B. The Investor desire to, after giving effect to the amendment to the Notes as set forth herein, approve the conversion of each Note into the number and kind of shares of Company stock set forth opposite such Investor’s name on Exhibit A attached hereto, effective as of April 5, 2019 (the “Conversion Date”).

 

C. None of the Notes or Purchase Agreements currently provide for voluntary conversion of the Notes.

 

D. Pursuant to Section 5(a) of the Purchase Agreements, any provision of the Purchase Agreement may be amended upon a written consent of the Company and Investor.

 

E. Pursuant to Section 6(b) of the Notes, the Notes may be amended upon a written consent of the Company and Investor.

 

AGREEMENT

 

NOW THEREFORE, in consideration of the foregoing, and the representations, warranties, and conditions set forth below, the parties hereto, intending to be legally bound, hereby agree as follows:

 

1. Amendment of the Notes.
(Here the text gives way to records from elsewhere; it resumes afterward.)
//! Integration tests for the layout containers.
//!
//! Each test drives a container through the same measure-then-layout
//! sequence a host toolkit runs, and checks the frames written back to the
//! children. Set `RUST_LOG=anchorflow=trace` to see every placement.

use anchorflow::layout::{
    AnchorSpec, AnchorTarget, BuiltLayout, FlowLayout, ImageRef, ImageSource, IntrinsicView,
    LayoutParams, MeasureSpecs, PercentLayout, Primitive, PrimitiveLayout, TextRun,
};
use anchorflow::{Insets, LayoutConfig, LayoutDocument, NodeRegistry, Rect, Size};
use tracing_subscriber::EnvFilter;

fn init_tracing() {
    let _ = tracing_subscriber::fmt()
        .with_env_filter(EnvFilter::from_default_env())
        .with_test_writer()
        .try_init();
}

/// Test harness that owns a percent container of fixed-size views.
struct PercentTest {
    layout: PercentLayout<IntrinsicView>,
    frame: Rect,
}

impl PercentTest {
    fn new(width: i32, height: i32) -> Self {
        init_tracing();
        Self {
            layout: PercentLayout::new(),
            frame: Rect::new(0, 0, width, height),
        }
    }

    fn add(&mut self, label: &str, width: i32, height: i32, margins: Insets, anchors: AnchorSpec) {
        self.layout.add(
            label,
            IntrinsicView::new(width, height),
            LayoutParams::default().margins(margins).anchors(anchors),
        );
    }

    /// Run one measure and layout pass.
    fn run(&mut self) -> NodeRegistry {
        self.layout.measure(MeasureSpecs::exactly(self.frame.size()));
        self.layout.layout(self.frame)
    }

    fn frame_of(&self, label: &str) -> Rect {
        self.layout
            .child(label)
            .map(|v| v.frame)
            .unwrap_or_else(|| panic!("no child {label}"))
    }
}

// =========================================================================
// Anchor resolution
// =========================================================================

#[test]
fn percent_offset_wins_over_relational_rules() {
    let mut t = PercentTest::new(200, 100);
    let other = t.layout.intern("other");
    t.add("other", 30, 30, Insets::ZERO, AnchorSpec::new().left_percent(0.8));
    let mut spec = AnchorSpec::new().start_to_end_of(other);
    spec.horizontal.percent = Some(0.3);
    t.add("a", 10, 10, Insets::new(7, 0, 0, 0), spec);
    t.run();
    assert_eq!(t.frame_of("a").left, 60);
}

#[test]
fn start_to_end_follows_sibling_right_edge() {
    let mut t = PercentTest::new(300, 100);
    let b = t.layout.intern("b");
    t.add("b", 50, 20, Insets::ZERO, AnchorSpec::new().left_percent(0.1).top_percent(0.1));
    t.add(
        "a",
        40,
        20,
        Insets::new(12, 3, 0, 0),
        AnchorSpec::new().start_to_end_of(b).top_to_top_of(b),
    );
    t.run();
    let b_rect = t.frame_of("b");
    assert_eq!(b_rect, Rect::new(30, 10, 80, 30));
    assert_eq!(t.frame_of("a").left, b_rect.right + 12);
    assert_eq!(t.frame_of("a").top, b_rect.top + 3);
}

#[test]
fn never_placed_target_reads_as_origin() {
    let mut t = PercentTest::new(200, 100);
    let ghost = t.layout.intern("ghost");
    t.add(
        "a",
        10,
        10,
        Insets::new(4, 6, 0, 0),
        AnchorSpec::new().start_to_end_of(ghost).top_to_bottom_of(ghost),
    );
    let registry = t.run();
    assert_eq!(t.frame_of("a").origin(), anchorflow::Point::new(4, 6));
    assert!(!registry.contains(ghost));
}

#[test]
fn percent_container_places_quarter_offset() {
    let mut t = PercentTest::new(200, 80);
    t.add("box", 50, 20, Insets::ZERO, AnchorSpec::new().left_percent(0.25));
    t.run();
    let rect = t.frame_of("box");
    assert_eq!((rect.left, rect.right), (50, 100));
}

#[test]
fn end_anchored_row_to_the_right_edge() {
    let mut t = PercentTest::new(320, 48);
    let close = t.layout.intern("close");
    t.add(
        "close",
        24,
        24,
        Insets::new(0, 0, 16, 0),
        AnchorSpec::new()
            .end_to_end_of(AnchorTarget::Parent)
            .center_vertical_of(AnchorTarget::Parent),
    );
    t.add(
        "menu",
        24,
        24,
        Insets::new(0, 0, 8, 0),
        AnchorSpec::new().end_to_start_of(close).center_vertical_of(close),
    );
    t.run();
    assert_eq!(t.frame_of("close"), Rect::new(280, 12, 304, 36));
    assert_eq!(t.frame_of("menu"), Rect::new(248, 12, 272, 36));
}

#[test]
fn repeated_passes_are_identical() {
    let mut t = PercentTest::new(240, 120);
    let a = t.layout.intern("a");
    t.add("a", 40, 40, Insets::all(4), AnchorSpec::new().center_in_parent());
    t.add("b", 20, 10, Insets::all(2), AnchorSpec::new().start_to_end_of(a).bottom_to_bottom_of(a));
    let first = t.run();
    let second = t.run();
    assert_eq!(first, second);
}

// =========================================================================
// Flow
// =========================================================================

fn flow_of(widths: &[i32], gap: i32) -> FlowLayout<IntrinsicView> {
    init_tracing();
    let mut flow = FlowLayout::new().horizontal_gap(gap).vertical_gap(gap);
    for &w in widths {
        flow.add(IntrinsicView::new(w, 20), LayoutParams::default());
    }
    flow
}

#[test]
fn flow_breaks_before_third_item() {
    let mut flow = flow_of(&[40, 40, 40], 10);
    let size = flow.measure(MeasureSpecs::new(
        anchorflow::MeasureSpec::exactly(100),
        anchorflow::MeasureSpec::UNSPECIFIED,
    ));
    assert_eq!(size, Size::new(100, 50));
    let lines = flow.lines(100);
    assert_eq!(lines.len(), 2);
    assert_eq!((lines[0].len, lines[1].first), (2, 2));

    let frames = flow.layout(Rect::new(0, 0, 100, 50));
    assert_eq!(frames[2], Rect::new(0, 30, 40, 50));
}

#[test]
fn flow_layout_is_idempotent() {
    let mut flow = flow_of(&[30, 50, 20, 60, 10], 5);
    flow.measure(MeasureSpecs::exactly(Size::new(120, 200)));
    let first = flow.layout(Rect::new(0, 0, 120, 200));
    let second = flow.layout(Rect::new(0, 0, 120, 200));
    assert_eq!(first, second);
    assert_eq!(flow.child(4).map(|v| v.frame), first.get(4).copied());
}

// =========================================================================
// Primitives and documents
// =========================================================================

#[test]
fn primitive_text_centered_in_parent() {
    init_tracing();
    let mut layout = PrimitiveLayout::new().push(
        Primitive::text("title", TextRun::new("centered"))
            .width(anchorflow::SizeSpec::Exact(60))
            .anchors(AnchorSpec::new().center_horizontal_of(AnchorTarget::Parent)),
    );
    layout.measure(MeasureSpecs::exactly(Size::new(200, 100)));
    layout.layout(Rect::new(0, 0, 200, 100));
    assert_eq!(layout.find("title").map(|p| p.rect().left), Some(70));
}

#[test]
fn primitive_hit_test_and_paint() {
    init_tracing();
    let mut layout = PrimitiveLayout::new();
    let icon = layout.add(
        Primitive::image("icon", ImageRef::new(ImageSource::new("icon.png", 32, 32)))
            .anchors(AnchorSpec::new().left_percent(0.1).top_percent(0.1)),
    );
    layout.add(
        Primitive::text("caption", TextRun::new("hi"))
            .margins(Insets::new(0, 4, 0, 0))
            .anchors(AnchorSpec::new().start_to_start_of(icon).top_to_bottom_of(icon)),
    );
    layout.measure(MeasureSpecs::exactly(Size::new(100, 100)));
    layout.layout(Rect::new(0, 0, 100, 100));

    assert_eq!(layout.label_at(15.0, 15.0), Some("icon"));
    assert_eq!(layout.label_at(11.0, 47.0), Some("caption"));
    assert_eq!(layout.label_at(99.0, 99.0), None);
    assert_eq!(layout.paint().len(), 2);
}

#[test]
fn document_builds_and_lays_out() -> anyhow::Result<()> {
    init_tracing();
    let json = r#"{
        "kind": "percent",
        "padding": {"left": 0},
        "children": [
            {"id": "avatar", "width": {"dp": 40}, "height": {"dp": 40},
             "margins": {"left": 16},
             "anchors": {"start_to_start_of": "parent", "center_vertical_of": "0"}},
            {"id": "name", "width": {"dp": 100}, "height": {"dp": 20},
             "margins": {"left": 12},
             "anchors": {"start_to_end_of": "avatar", "top_to_top_of": "avatar"}}
        ]
    }"#;
    let config = LayoutConfig::from_json(r#"{"density": {"density": 2.0, "scaled_density": 2.0}}"#)?;
    let mut built = LayoutDocument::from_json(json)?.build(&config, |_| IntrinsicView::new(0, 0))?;
    built.measure(MeasureSpecs::exactly(Size::new(400, 120)));
    built.layout(Rect::new(0, 0, 400, 120));

    let BuiltLayout::Percent(layout) = built else {
        panic!("expected percent layout");
    };
    assert_eq!(layout.child("avatar").map(|v| v.frame), Some(Rect::new(32, 20, 112, 100)));
    assert_eq!(layout.child("name").map(|v| v.frame), Some(Rect::new(136, 20, 336, 60)));
    Ok(())
}
pub mod tables;

use async_trait::async_trait;
use axum::body::Bytes;
use chrono::Utc;
use redb::{Database, ReadableTable};
use serde::{Deserialize, Serialize};
use std::path::Path;
use std::sync::Arc;

use crate::error::{AppError, Result};
use crate::models::{FileMetadata, StoredFile};
use crate::store::{KvStore, PutOptions};

/// Database handle type (Arc-wrapped for sharing across handlers)
pub type Db = Arc<Database>;

/// Open or create the redb database at the given path
///
/// Creates all required tables on first run.
pub fn open_database(path: impl AsRef<Path>) -> Result<Db> {
    tracing::info!("Opening database at: {:?}", path.as_ref());

    // Create parent directory if it doesn't exist
    if let Some(parent) = path.as_ref().parent() {
        if !parent.as_os_str().is_empty() && !parent.exists() {
            std::fs::create_dir_all(parent).map_err(|e| {
                tracing::error!("Failed to create database directory: {}", e);
                AppError::Internal(format!("cannot create {:?}: {}", parent, e))
            })?;
        }
    }

    let db = Database::create(path)?;

    // Initialize tables on first run
    let write_txn = db.begin_write()?;
    {
        let _ = write_txn.open_table(tables::ENTRIES)?;
        let _ = write_txn.open_table(tables::QUOTAS)?;
    }
    write_txn.commit()?;

    tracing::info!("Database initialized successfully");

    Ok(Arc::new(db))
}

/// A stored value with its expiration and metadata
#[derive(Debug, Clone, Serialize, Deserialize)]
pub struct EntryRecord {
    pub value: Vec<u8>,
    /// Unix seconds; `None` never expires
    pub expiration: Option<i64>,
    pub metadata: FileMetadata,
}

impl EntryRecord {
    pub fn is_expired(&self, now: i64) -> bool {
        matches!(self.expiration, Some(expiration) if expiration <= now)
    }
}

/// `KvStore` backed by a local redb file
#[derive(Clone)]
pub struct RedbStore {
    db: Db,
}

impl RedbStore {
    pub fn new(db: Db) -> Self {
        Self { db }
    }

    /// Live record stored at `key`, including its expiration
    pub async fn read_entry(&self, key: &str) -> Result<Option<EntryRecord>> {
        let db = self.db.clone();
        let key = key.to_string();

        tokio::task::spawn_blocking(move || -> Result<Option<EntryRecord>> {
            let read_txn = db.begin_read()?;
            let entries = read_txn.open_table(tables::ENTRIES)?;

            let record: Option<EntryRecord> = entries
                .get(key.as_str())?
                .map(|bytes| bincode::deserialize(bytes.value()))
                .transpose()?;

            Ok(record.filter(|r| !r.is_expired(Utc::now().timestamp())))
        })
        .await?
    }
}

#[async_trait]
impl KvStore for RedbStore {
    async fn get(&self, key: &str) -> Result<Option<Bytes>> {
        Ok(self.read_entry(key).await?.map(|r| Bytes::from(r.value)))
    }

    async fn get_with_metadata(&self, key: &str) -> Result<Option<StoredFile>> {
        Ok(self.read_entry(key).await?.map(|r| StoredFile {
            body: Bytes::from(r.value),
            metadata: r.metadata,
        }))
    }

    async fn put(&self, key: &str, value: Bytes, options: PutOptions) -> Result<()> {
        let db = self.db.clone();
        let key = key.to_string();
        let record = EntryRecord {
            value: value.to_vec(),
            expiration: options.expiration,
            metadata: options.metadata,
        };

        tokio::task::spawn_blocking(move || -> Result<()> {
            let bytes = bincode::serialize(&record)?;

            let write_txn = db.begin_write()?;
            {
                let mut entries = write_txn.open_table(tables::ENTRIES)?;
                entries.insert(key.as_str(), bytes.as_slice())?;
            }
            write_txn.commit()?;

            Ok(())
        })
        .await?
    }

    async fn put_counted(
        &self,
        key: &str,
        value: Bytes,
        options: PutOptions,
        counter_key: &str,
        limit: u64,
    ) -> Result<u64> {
        let db = self.db.clone();
        let key = key.to_string();
        let counter_key = counter_key.to_string();
        let size = value.len() as u64;
        let record = EntryRecord {
            value: value.to_vec(),
            expiration: options.expiration,
            metadata: options.metadata,
        };

        tokio::task::spawn_blocking(move || -> Result<u64> {
            let now = Utc::now().timestamp();

            // Write transactions are exclusive: no upload interleaves with this one
            let write_txn = db.begin_write()?;
            let total = {
                let mut entries = write_txn.open_table(tables::ENTRIES)?;

                let counter: Option<EntryRecord> = entries
                    .get(counter_key.as_str())?
                    .map(|bytes| bincode::deserialize(bytes.value()))
                    .transpose()?;
                let prior = match counter.filter(|c| !c.is_expired(now)) {
                    Some(counter) => std::str::from_utf8(&counter.value)
                        .ok()
                        .and_then(|s| s.parse::<u64>().ok())
                        .ok_or_else(|| {
                            AppError::Internal(format!("corrupt counter at {}", counter_key))
                        })?,
                    None => 0,
                };

                let total = prior + size;
                if total > limit {
                    return Err(AppError::PayloadTooLarge(format!(
                        "Site size would be {} bytes, exceeding the limit of {} bytes",
                        total, limit
                    )));
                }

                let counter = EntryRecord {
                    value: total.to_string().into_bytes(),
                    expiration: record.expiration,
                    metadata: FileMetadata::default(),
                };
                entries.insert(counter_key.as_str(), bincode::serialize(&counter)?.as_slice())?;
                entries.insert(key.as_str(), bincode::serialize(&record)?.as_slice())?;
                total
            };
            write_txn.commit()?;

            Ok(total)
        })
        .await?
    }

    async fn list(&self, prefix: &str) -> Result<Vec<String>> {
        let db = self.db.clone();
        let prefix = prefix.to_string();

        tokio::task::spawn_blocking(move || -> Result<Vec<String>> {
            let now = Utc::now().timestamp();
            let read_txn = db.begin_read()?;
            let entries = read_txn.open_table(tables::ENTRIES)?;

            let mut keys = Vec::new();
            for item in entries.range(prefix.as_str()..)? {
                let (key, value) = item?;
                let key = key.value();
                if !key.starts_with(prefix.as_str()) {
                    break;
                }

                let record: EntryRecord = bincode::deserialize(value.value())?;
                if !record.is_expired(now) {
                    keys.push(key.to_string());
                }
            }

            Ok(keys)
        })
        .await?
    }

    async fn purge_expired(&self) -> Result<u64> {
        let db = self.db.clone();

        tokio::task::spawn_blocking(move || -> Result<u64> {
            let now = Utc::now().timestamp();
            let write_txn = db.begin_write()?;
            let purged = {
                let mut entries = write_txn.open_table(tables::ENTRIES)?;

                let mut expired = Vec::new();
                for item in entries.iter()? {
                    let (key, value) = item?;
                    let record: EntryRecord = bincode::deserialize(value.value())?;
                    if record.is_expired(now) {
                        expired.push(key.value().to_string());
                    }
                }

                for key in &expired {
                    entries.remove(key.as_str())?;
                }
                expired.len() as u64
            };
            write_txn.commit()?;

            Ok(purged)
        })
        .await?
    }
}

#[cfg(test)]
mod tests {
    use super::*;
    use tempfile::TempDir;

    fn test_store(temp_dir: &TempDir) -> RedbStore {
        let db = open_database(temp_dir.path().join("test.db")).unwrap();
        RedbStore::new(db)
    }

    fn options(expiration: Option<i64>, content_type: Option<&str>, size: u64) -> PutOptions {
        PutOptions {
            expiration,
            metadata: FileMetadata {
                content_type: content_type.map(str::to_string),
                size,
            },
        }
    }

    #[tokio::test]
    async fn test_put_then_get_with_metadata() {
        let temp_dir = TempDir::new().unwrap();
        let store = test_store(&temp_dir);
        let expiration = Utc::now().timestamp() + 60;

        store
            .put(
                "site:abc:/index.html",
                Bytes::from_static(b"<h1>hi</h1>"),
                options(Some(expiration), Some("text/html"), 11),
            )
            .await
            .unwrap();

        let file = store
            .get_with_metadata("site:abc:/index.html")
            .await
            .unwrap()
            .unwrap();
        assert_eq!(&file.body[..], b"<h1>hi</h1>");
        assert_eq!(file.metadata.content_type.as_deref(), Some("text/html"));
        assert_eq!(file.metadata.size, 11);
    }

    #[tokio::test]
    async fn test_missing_key_is_none() {
        let temp_dir = TempDir::new().unwrap();
        let store = test_store(&temp_dir);

        assert!(store.get("site:nope:/").await.unwrap().is_none());
    }

    #[tokio::test]
    async fn test_expired_entry_is_not_returned() {
        let temp_dir = TempDir::new().unwrap();
        let store = test_store(&temp_dir);
        let past = Utc::now().timestamp() - 1;

        store
            .put("site:abc:/old.txt", Bytes::from_static(b"old"), options(Some(past), None, 3))
            .await
            .unwrap();

        assert!(store.get("site:abc:/old.txt").await.unwrap().is_none());
        assert!(store.list("site:abc:").await.unwrap().is_empty());
    }

    #[tokio::test]
    async fn test_list_is_prefix_scoped_and_ordered() {
        let temp_dir = TempDir::new().unwrap();
        let store = test_store(&temp_dir);

        for key in ["site:abc:/b.txt", "site:abc:/a.txt", "site:abd:/a.txt", "size:abc"] {
            store
                .put(key, Bytes::from_static(b"x"), options(None, None, 1))
                .await
                .unwrap();
        }

        let keys = store.list("site:abc:").await.unwrap();
        assert_eq!(keys, vec!["site:abc:/a.txt", "site:abc:/b.txt"]);
    }

    #[tokio::test]
    async fn test_overwrite_replaces_value() {
        let temp_dir = TempDir::new().unwrap();
        let store = test_store(&temp_dir);

        store
            .put("k", Bytes::from_static(b"one"), options(None, None, 3))
            .await
            .unwrap();
        store
            .put("k", Bytes::from_static(b"two!"), options(None, None, 4))
            .await
            .unwrap();

        assert_eq!(&store.get("k").await.unwrap().unwrap()[..], b"two!");
    }

    #[tokio::test]
    async fn test_purge_expired_removes_only_expired() {
        let temp_dir = TempDir::new().unwrap();
        let store = test_store(&temp_dir);
        let now = Utc::now().timestamp();

        store
            .put("gone", Bytes::from_static(b"x"), options(Some(now - 5), None, 1))
            .await
            .unwrap();
        store
            .put("kept", Bytes::from_static(b"y"), options(Some(now + 600), None, 1))
            .await
            .unwrap();

        assert_eq!(store.purge_expired().await.unwrap(), 1);
        assert_eq!(store.list("").await.unwrap(), vec!["kept"]);
    }

    #[tokio::test]
    async fn test_put_counted_accumulates_and_limits() {
        let temp_dir = TempDir::new().unwrap();
        let store = test_store(&temp_dir);
        let expiration = Some(Utc::now().timestamp() + 600);

        let total = store
            .put_counted("f1", Bytes::from(vec![0u8; 60]), options(expiration, None, 60), "size:s", 100)
            .await
            .unwrap();
        assert_eq!(total, 60);

        let total = store
            .put_counted("f2", Bytes::from(vec![0u8; 40]), options(expiration, None, 40), "size:s", 100)
            .await
            .unwrap();
        assert_eq!(total, 100);

        let rejected = store
            .put_counted("f3", Bytes::from(vec![0u8; 1]), options(expiration, None, 1), "size:s", 100)
            .await;
        assert!(matches!(rejected, Err(AppError::PayloadTooLarge(_))));

        // A rejected write stores neither the value nor a new total
        assert!(store.get("f3").await.unwrap().is_none());
        assert_eq!(&store.get("size:s").await.unwrap().unwrap()[..], b"100");
    }

    #[tokio::test]
    async fn test_put_counted_corrupt_counter_is_internal() {
        let temp_dir = TempDir::new().unwrap();
        let store = test_store(&temp_dir);

        store
            .put("size:s", Bytes::from_static(b"lots"), options(None, None, 4))
            .await
            .unwrap();

        let result = store
            .put_counted("f", Bytes::from_static(b"x"), options(None, None, 1), "size:s", 100)
            .await;
        assert!(matches!(result, Err(AppError::Internal(_))));
        assert!(store.get("f").await.unwrap().is_none());
    }

    #[tokio::test(flavor = "multi_thread", worker_threads = 4)]
    async fn test_put_counted_concurrent_writers_respect_limit() {
        let temp_dir = TempDir::new().unwrap();
        let store = test_store(&temp_dir);

        let handles: Vec<_> = (0..20)
            .map(|i| {
                let store = store.clone();
                tokio::spawn(async move {
                    store
                        .put_counted(
                            &format!("site:s:/{}.bin", i),
                            Bytes::from(vec![0u8; 200]),
                            options(None, None, 200),
                            "size:s",
                            1000,
                        )
                        .await
                })
            })
            .collect();

        let mut accepted = 0;
        for handle in handles {
            if handle.await.unwrap().is_ok() {
                accepted += 1;
            }
        }

        assert_eq!(accepted, 5);
        assert_eq!(store.list("site:s:").await.unwrap().len(), 5);
        assert_eq!(&store.get("size:s").await.unwrap().unwrap()[..], b"1000");
    }
}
A new Section 4(e) shall be added to the Notes as follows

 

“(e) Notwithstanding the above, in the event that conversion of any Note held by any Investor pursuant to any of the scenarios described in Section 4(a) through Section 4(d) above (the “Conversion Value”), aggregated with any shares issued by the Company in connection with (x) the conversion of the Company’s promissory notes or exercise of the warrants issued pursuant to a Note and Warrant Purchase Agreement dated as of January 15, 2019, among the Company and the person or entities listed on Schedule I thereto, (y) the Purchase Agreement dated as of February 27, 2019, and (z) the conversion of the Company’s promissory notes or exercise of the warrants issued pursuant to that certain Note and Warrant Purchase Agreement dated November 13, 2018, among the Company and the person or entities listed on Schedule I thereto (including this Note) (such shares issued or issuable pursuant to (x), (y) and (z), the “Capped Shares”), would result in the Company being required to issue an amount of Capped Shares that would represent more than 19.9% of the outstanding Common Stock of the Company, then only that portion of the Conversion Value resulting in the issuance of Capped Shares representing up to 19.9% of the outstanding Common Stock of the Company shall be converted, and the remaining amount of the Conversion Value shall be repaid in cash.”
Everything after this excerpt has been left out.